“I’m not a big fan of what they’re doing there,” Cuban told CNBC during an interview on Friday. “I think it’s a big mistake.”
“I think globally and in countries where there isn’t a lot of rule of law, or a lot of government stability, or currency stability, then it could be dangerous,” Cuban went on to say. “There’s going to be some despot in some African country that gets really upset that they can’t control their currency anymore and that’s where the real problems start occurring.”
Aside from the negative reactions from the business world, governments across the globe, including the U.S., have expressed concerns over Libra’s planned debut next year.

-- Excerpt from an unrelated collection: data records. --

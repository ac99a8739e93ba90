use axum::{
    extract::{Query, State},
    Extension, Json,
};
use campusnav_core::{clamp_zoom, MapConfig};
use serde::Deserialize;

use crate::middleware::RequestId;

use super::{ApiError, ApiResponse, AppState, ResponseMeta};

#[derive(Debug, Deserialize)]
pub(super) struct MapQuery {
    /// Highest zoom level the client's imagery supports at the map center.
    pub max_zoom: Option<u8>,
}

pub(super) async fn get_map(
    State(state): State<AppState>,
    Extension(req_id): Extension<RequestId>,
    Query(query): Query<MapQuery>,
) -> Result<Json<ApiResponse<MapConfig>>, ApiError> {
    let mut map = state.map_config(&req_id.0)?.as_ref().clone();
    if let Some(max_zoom) = query.max_zoom {
        map.zoom = clamp_zoom(map.zoom, max_zoom);
    }

    Ok(Json(ApiResponse {
        data: map,
        meta: ResponseMeta::new(req_id.0),
    }))
}
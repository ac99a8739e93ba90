//! Integration tests for `DirectionsClient` using wiremock HTTP mocks.

use campusnav_core::{Coordinate, DirectionsRequest, RequestWaypoint, TravelMode};
use campusnav_directions::{DirectionsClient, DirectionsError};
use wiremock::matchers::{method, path, query_param};
use wiremock::{Mock, MockServer, ResponseTemplate};

fn test_client(server: &MockServer) -> DirectionsClient {
    let base = format!("{}/maps/api/directions", server.uri());
    DirectionsClient::with_base_url(Some("test-key"), 30, &base)
        .expect("client construction should not fail")
}

fn gym_to_lab_via_library() -> DirectionsRequest {
    DirectionsRequest {
        origin: Coordinate::new(39.95, -75.19),
        destination: Coordinate::new(39.951, -75.195),
        waypoints: vec![RequestWaypoint {
            location: Coordinate::new(39.9525, -75.193),
            stopover: true,
        }],
        provide_route_alternatives: true,
        travel_mode: TravelMode::Walking,
    }
}

fn leg(start: (f64, f64), end: (f64, f64)) -> serde_json::Value {
    serde_json::json!({
        "start_location": { "lat": start.0, "lng": start.1 },
        "end_location": { "lat": end.0, "lng": end.1 },
        "start_address": "College Ave",
        "end_address": "Library Walk",
        "distance": { "text": "0.2 km", "value": 200 },
        "duration": { "text": "3 mins", "value": 180 },
        "steps": [{
            "html_instructions": "Head <b>north</b>",
            "distance": { "text": "0.2 km", "value": 200 },
            "duration": { "text": "3 mins", "value": 180 },
            "start_location": { "lat": start.0, "lng": start.1 },
            "end_location": { "lat": end.0, "lng": end.1 }
        }]
    })
}

#[tokio::test]
async fn route_returns_parsed_routes() {
    let server = MockServer::start().await;

    let body = serde_json::json!({
        "status": "OK",
        "routes": [{
            "summary": "College Walk",
            "legs": [
                leg((39.9501, -75.1901), (39.9524, -75.1929)),
                leg((39.9524, -75.1929), (39.9511, -75.1951))
            ],
            "warnings": ["Walking directions are in beta."],
            "copyrights": "Map data"
        }]
    });

    Mock::given(method("GET"))
        .and(path("/maps/api/directions/json"))
        .and(query_param("origin", "39.95,-75.19"))
        .and(query_param("destination", "39.951,-75.195"))
        .and(query_param("waypoints", "39.9525,-75.193"))
        .and(query_param("alternatives", "true"))
        .and(query_param("mode", "walking"))
        .and(query_param("key", "test-key"))
        .respond_with(ResponseTemplate::new(200).set_body_json(&body))
        .mount(&server)
        .await;

    let client = test_client(&server);
    let routes = client
        .route(&gym_to_lab_via_library())
        .await
        .expect("should parse routes");

    assert_eq!(routes.len(), 1);
    let route = &routes[0];
    assert_eq!(route.summary, "College Walk");
    assert_eq!(route.legs.len(), 2);
    assert_eq!(route.legs[0].steps[0].html_instructions, "Head <b>north</b>");
    assert_eq!(route.total_distance_meters(), 400);

    let endpoints = route.leg_endpoints();
    assert_eq!(endpoints[0].start, Coordinate::new(39.9501, -75.1901));
    assert_eq!(endpoints[1].end, Coordinate::new(39.9511, -75.1951));
}

#[tokio::test]
async fn zero_results_is_reported_with_raw_status() {
    let server = MockServer::start().await;

    Mock::given(method("GET"))
        .respond_with(
            ResponseTemplate::new(200)
                .set_body_json(serde_json::json!({ "status": "ZERO_RESULTS", "routes": [] })),
        )
        .expect(1)
        .mount(&server)
        .await;

    let client = test_client(&server).with_retry(3, 0);
    let err = client
        .route(&gym_to_lab_via_library())
        .await
        .expect_err("ZERO_RESULTS should fail");

    assert!(
        matches!(err, DirectionsError::Upstream { ref status, .. } if status == "ZERO_RESULTS"),
        "got: {err:?}"
    );
    assert_eq!(
        err.to_string(),
        "Error getting directions, server returned: ZERO_RESULTS"
    );
}

#[tokio::test]
async fn unknown_error_status_is_sent_once() {
    let server = MockServer::start().await;

    Mock::given(method("GET"))
        .respond_with(
            ResponseTemplate::new(200)
                .set_body_json(serde_json::json!({ "status": "UNKNOWN_ERROR" })),
        )
        .expect(1)
        .mount(&server)
        .await;

    let client = test_client(&server).with_retry(2, 0);
    let err = client
        .route(&gym_to_lab_via_library())
        .await
        .expect_err("UNKNOWN_ERROR should fail");

    assert_eq!(
        err.to_string(),
        "Error getting directions, server returned: UNKNOWN_ERROR"
    );
}

#[tokio::test]
async fn server_error_is_surfaced_without_resending() {
    let server = MockServer::start().await;

    Mock::given(method("GET"))
        .respond_with(ResponseTemplate::new(503))
        .expect(1)
        .mount(&server)
        .await;

    let client = test_client(&server).with_retry(2, 0);
    let err = client
        .route(&gym_to_lab_via_library())
        .await
        .expect_err("503 should fail");

    match err {
        DirectionsError::Http(e) => {
            assert_eq!(e.status(), Some(reqwest::StatusCode::SERVICE_UNAVAILABLE));
        }
        other => panic!("expected Http error, got: {other:?}"),
    }
}

#[tokio::test]
async fn client_error_is_not_retried() {
    let server = MockServer::start().await;

    Mock::given(method("GET"))
        .respond_with(ResponseTemplate::new(403))
        .expect(1)
        .mount(&server)
        .await;

    let client = test_client(&server).with_retry(2, 0);
    let err = client.route(&gym_to_lab_via_library()).await.unwrap_err();
    assert!(matches!(err, DirectionsError::Http(_)));
}

#[tokio::test]
async fn malformed_body_is_a_deserialize_error() {
    let server = MockServer::start().await;

    Mock::given(method("GET"))
        .respond_with(ResponseTemplate::new(200).set_body_string("<html>oops</html>"))
        .mount(&server)
        .await;

    let client = test_client(&server);
    let err = client.route(&gym_to_lab_via_library()).await.unwrap_err();
    assert!(matches!(err, DirectionsError::Deserialize { .. }), "got: {err:?}");
}

#[tokio::test]
async fn too_many_waypoints_never_reaches_the_service() {
    let server = MockServer::start().await;

    Mock::given(method("GET"))
        .respond_with(ResponseTemplate::new(200))
        .expect(0)
        .mount(&server)
        .await;

    let mut request = gym_to_lab_via_library();
    request.waypoints = vec![request.waypoints[0]; 26];

    let client = test_client(&server);
    let err = client.route(&request).await.unwrap_err();
    assert!(matches!(err, DirectionsError::InvalidRequest(_)));
}
//! Data handed to the map renderer once a route has been computed: one
//! numbered marker per stop, each with its info-window content.

use serde::Serialize;

use crate::location::{Coordinate, LocationRecord};

/// Where one leg of a computed route begins and ends, as snapped by the
/// directions service.
#[derive(Debug, Clone, Copy, PartialEq, Serialize)]
pub struct LegEndpoints {
    pub start: Coordinate,
    pub end: Coordinate,
}

/// Content of the pop-up shown when a marker is clicked.
#[derive(Debug, Clone, PartialEq, Eq, Serialize)]
pub struct InfoWindow {
    pub title: String,
    pub description: Option<String>,
    pub address: Option<String>,
}

impl InfoWindow {
    #[must_use]
    pub fn for_location(record: &LocationRecord) -> Self {
        Self {
            title: record.name().to_string(),
            description: record.description().map(ToOwned::to_owned),
            address: record.full_street_address(),
        }
    }

    /// HTML fragment for the pop-up: bold title, then the description and
    /// address when known.
    #[must_use]
    pub fn to_html(&self) -> String {
        let mut html = format!("<center>\n\t<p><b>{}</b></p>\n", escape_html(&self.title));
        for line in [&self.description, &self.address].into_iter().flatten() {
            html.push_str(&format!("\t<p>{}</p>\n", escape_html(line)));
        }
        html.push_str("</center>");
        html
    }
}

#[derive(Debug, Clone, PartialEq, Serialize)]
pub struct MarkerSpec {
    /// 1-based position of the stop along the route.
    pub number: usize,
    pub label: String,
    pub icon: String,
    pub position: Coordinate,
    pub info: InfoWindow,
}

/// One marker per stop, in travel order.
///
/// When `legs` has one entry fewer than `stops` (the shape of a route that
/// visits every stop), marker positions follow the route: each leg's start,
/// then the final leg's end. Otherwise the configured coordinates are used.
#[must_use]
pub fn markers(stops: &[&LocationRecord], legs: &[LegEndpoints]) -> Vec<MarkerSpec> {
    let snapped: Option<Vec<Coordinate>> = (!legs.is_empty() && legs.len() + 1 == stops.len())
        .then(|| {
            legs.iter()
                .map(|leg| leg.start)
                .chain(legs.last().map(|leg| leg.end))
                .collect()
        });

    stops
        .iter()
        .enumerate()
        .map(|(index, record)| {
            let number = index + 1;
            let position = snapped
                .as_ref()
                .map_or_else(|| record.coordinate(), |positions| positions[index]);
            MarkerSpec {
                number,
                label: record.name().to_string(),
                icon: format!("icons/marker_{number}.png"),
                position,
                info: InfoWindow::for_location(record),
            }
        })
        .collect()
}

fn escape_html(text: &str) -> String {
    let mut out = String::with_capacity(text.len());
    for ch in text.chars() {
        match ch {
            '&' => out.push_str("&amp;"),
            '<' => out.push_str("&lt;"),
            '>' => out.push_str("&gt;"),
            '"' => out.push_str("&quot;"),
            _ => out.push(ch),
        }
    }
    out
}
//! Location list commands: listing, configuration checks, and autosuggest
//! replay.

use anyhow::Context;
use campusnav_core::{
    load_locations, load_map_config, AppConfig, FieldKey, LocationDirectory, SuggestController,
};

pub(crate) fn load_directory(config: &AppConfig) -> anyhow::Result<LocationDirectory> {
    load_locations(&config.locations_path).with_context(|| {
        format!(
            "failed to load locations from {}",
            config.locations_path.display()
        )
    })
}

pub(crate) fn run_list(config: &AppConfig) -> anyhow::Result<()> {
    let directory = load_directory(config)?;
    if directory.is_empty() {
        println!("no locations configured");
        return Ok(());
    }
    for record in directory.iter() {
        match record.full_street_address() {
            Some(address) => println!("{:<32}{}", record.name(), address),
            None => println!("{}", record.name()),
        }
    }
    Ok(())
}

pub(crate) fn run_check(config: &AppConfig) -> anyhow::Result<()> {
    let mut failures = 0;

    match load_map_config(&config.config_path) {
        Ok(map) => println!(
            "ok    {}  center {}, multiple routes {}",
            config.config_path.display(),
            map.center,
            if map.allow_multiple_routes { "on" } else { "off" }
        ),
        Err(e) => {
            failures += 1;
            println!("error {}  {e}", config.config_path.display());
        }
    }

    match load_locations(&config.locations_path) {
        Ok(directory) => println!(
            "ok    {}  {} locations",
            config.locations_path.display(),
            directory.len()
        ),
        Err(e) => {
            failures += 1;
            println!("error {}  {e}", config.locations_path.display());
        }
    }

    if failures > 0 {
        anyhow::bail!("{failures} configuration document(s) failed to load");
    }
    Ok(())
}

pub(crate) fn run_suggest(config: &AppConfig, query: &str, keys: &[FieldKey]) -> anyhow::Result<()> {
    let directory = load_directory(config)?;
    let names = directory.all_names();

    let mut controller = SuggestController::new();
    controller.on_text_changed(query, &names);
    print_candidates(&controller);

    for &key in keys {
        controller.on_key(key);
        tracing::debug!(?key, value = controller.value(), "key applied");
    }

    if !keys.is_empty() {
        print_candidates(&controller);
    }
    println!("value: {}", controller.value());
    Ok(())
}

fn print_candidates(controller: &SuggestController) {
    let highlighted = controller.highlighted();
    for (index, candidate) in controller.candidates().iter().enumerate() {
        let marker = if highlighted == Some(index) { ">" } else { " " };
        println!("{marker} {candidate}");
    }
}
mod locations;
mod route;

use std::path::PathBuf;

use campusnav_core::{AppConfig, FieldKey};
use clap::{Parser, Subcommand};
use tracing_subscriber::EnvFilter;

#[derive(Debug, Parser)]
#[command(name = "campusnav-cli")]
#[command(about = "Campus navigator command line interface")]
struct Cli {
    /// Path to configuration.xml (overrides CAMPUSNAV_CONFIG_PATH)
    #[arg(long, global = true)]
    config: Option<PathBuf>,
    /// Path to locations.xml (overrides CAMPUSNAV_LOCATIONS_PATH)
    #[arg(long, global = true)]
    locations: Option<PathBuf>,

    #[command(subcommand)]
    command: Option<Commands>,
}

#[derive(Debug, Subcommand)]
enum Commands {
    /// List configured location names
    Locations,
    /// Validate configuration.xml and locations.xml
    CheckConfig,
    /// Show autosuggest candidates for a query, then replay keys against them
    Suggest {
        query: String,
        /// Comma-separated keys: down, up, enter, tab, escape
        #[arg(long, value_delimiter = ',')]
        keys: Vec<FieldKey>,
    },
    /// Plan a walking route and fetch directions for it
    Route {
        start: String,
        end: String,
        /// Intermediate stop; repeat for several, in visiting order
        #[arg(long = "via")]
        via: Vec<String>,
        /// Validate and print the request without calling the directions service
        #[arg(long)]
        plan_only: bool,
        /// Print the result as JSON
        #[arg(long)]
        json: bool,
    },
}

#[tokio::main]
async fn main() -> anyhow::Result<()> {
    let cli = Cli::parse();
    let mut config = campusnav_core::load_app_config()?;
    apply_path_overrides(&mut config, &cli);

    let env_filter = EnvFilter::try_from_default_env()
        .or_else(|_| EnvFilter::try_new(config.log_level.clone()))?;
    tracing_subscriber::fmt()
        .with_env_filter(env_filter)
        .with_writer(std::io::stderr)
        .init();

    match cli.command {
        Some(Commands::Locations) => locations::run_list(&config)?,
        Some(Commands::CheckConfig) => locations::run_check(&config)?,
        Some(Commands::Suggest { query, keys }) => locations::run_suggest(&config, &query, &keys)?,
        Some(Commands::Route {
            start,
            end,
            via,
            plan_only,
            json,
        }) => {
            let args = route::RouteArgs {
                start,
                end,
                via,
                plan_only,
                json,
            };
            route::run(&config, &args).await?;
        }
        None => println!("campusnav-cli: run with --help to see available commands"),
    }

    Ok(())
}

fn apply_path_overrides(config: &mut AppConfig, cli: &Cli) {
    if let Some(path) = &cli.config {
        config.config_path.clone_from(path);
    }
    if let Some(path) = &cli.locations {
        config.locations_path.clone_from(path);
    }
}

#[cfg(test)]
mod tests;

Right after Facebook announced the launch, Congress members asked the company to halt its plans until further investigation.
While the crypto token was originally met with fanfare and early backing, the bipartisan probe from Republican and Democrat lawmakers has put a wrench in it.
California Representative Maxine Waters, who serves as the chair of the House Financial Services Committee, released a statement on the committee’s decision to question Facebook about Libra later this month.
“With the announcement that it plans to create a cryptocurrency, Facebook is continuing its unchecked expansion and extending its reach into the lives of its users,” Waters said. “Given the company’s troubled past, I am requesting that Facebook agree to a moratorium on any movement forward on developing a cryptocurrency until Congress and regulators have the opportunity to examine these issues and take action.”
With Cuban predicting that Libra “will have little standing or dependability,” it’s evident that both government and finance institutions are worried about Facebook’s foray into digital payments.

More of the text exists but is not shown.